====== Provided records

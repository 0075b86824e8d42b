//! Background Token Sweeper
//!
//! Expired and invalidated tokens are inert but still occupy their shard. This
//! module runs a background task that physically removes them.
//!
//! ## Design
//!
//! The sweeper runs as a Tokio task and, on every tick:
//! 1. Locks exactly one token shard, the one under its cursor
//! 2. Removes every token whose expiry is strictly in the past
//! 3. Releases the lock and advances the cursor (wrapping)
//!
//! Sweeping one shard per tick bounds the pause any writer can observe to the
//! size of a single shard. A full pass over the store takes
//! `shard_count * interval`.
//!
//! The invalid marker is ignored here: an invalidated token is collected once its
//! original expiry has passed.

use crate::error::Result;
use crate::storage::TokenStore;
use std::sync::Arc;
use std::time::{Duration, SystemTime};
use tokio::sync::watch;
use tokio::task::JoinHandle;
use tokio::time::MissedTickBehavior;
use tracing::{debug, info, trace};

/// A handle to the running sweeper.
///
/// When this handle is dropped, the sweeper task will be stopped.
#[derive(Debug)]
pub struct ExpirySweeper {
    /// Sender to signal shutdown
    shutdown_tx: watch::Sender<bool>,

    task: JoinHandle<()>,
}

impl ExpirySweeper {
    /// Starts the sweeper on the current Tokio runtime.
    ///
    /// Fails with [`Error::NoRuntime`](crate::Error::NoRuntime) when called
    /// outside a runtime.
    pub fn start(tokens: Arc<TokenStore>, interval: Duration) -> Result<Self> {
        let runtime = tokio::runtime::Handle::try_current()?;
        let (shutdown_tx, shutdown_rx) = watch::channel(false);

        let task = runtime.spawn(sweeper_loop(tokens, interval, shutdown_rx));

        info!(
            interval_ms = interval.as_millis() as u64,
            "Background token sweeper started"
        );

        Ok(Self { shutdown_tx, task })
    }

    /// Stops the sweeper. Calling this more than once is harmless.
    ///
    /// A sweep already in progress finishes and releases its shard first. No
    /// new sweep starts once the task has seen the signal, even if a tick is due.
    pub fn stop(&self) {
        if !self.shutdown_tx.send_replace(true) {
            info!("Background token sweeper stopped");
        }
    }

    /// Returns true once the sweeper task has exited.
    pub fn is_finished(&self) -> bool {
        self.task.is_finished()
    }
}

impl Drop for ExpirySweeper {
    fn drop(&mut self) {
        self.stop();
    }
}

/// The main sweeper loop.
async fn sweeper_loop(
    tokens: Arc<TokenStore>,
    interval: Duration,
    mut shutdown_rx: watch::Receiver<bool>,
) {
    let mut ticker = tokio::time::interval(interval);
    ticker.set_missed_tick_behavior(MissedTickBehavior::Delay);
    // The first tick completes immediately
    ticker.tick().await;

    let mut cursor = 0usize;

    loop {
        tokio::select! {
            biased;

            result = shutdown_rx.changed() => {
                if result.is_err() || *shutdown_rx.borrow() {
                    debug!("Token sweeper received shutdown signal");
                    return;
                }
                continue;
            }
            _ = ticker.tick() => {}
        }

        if *shutdown_rx.borrow() {
            debug!("Token sweeper received shutdown signal");
            return;
        }

        let removed = tokens.sweep_shard(cursor, SystemTime::now());

        if removed > 0 {
            debug!(
                shard = cursor,
                removed = removed,
                tokens_remaining = tokens.len(),
                "Expired tokens swept"
            );
        } else {
            trace!(shard = cursor, "Nothing to sweep");
        }

        cursor = (cursor + 1) % tokens.shard_count();
    }
}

============

▶ **Assigned task**
Among the entries, how many lines contain the word "once"? Give the number alone.

▶ **Response to the task**
4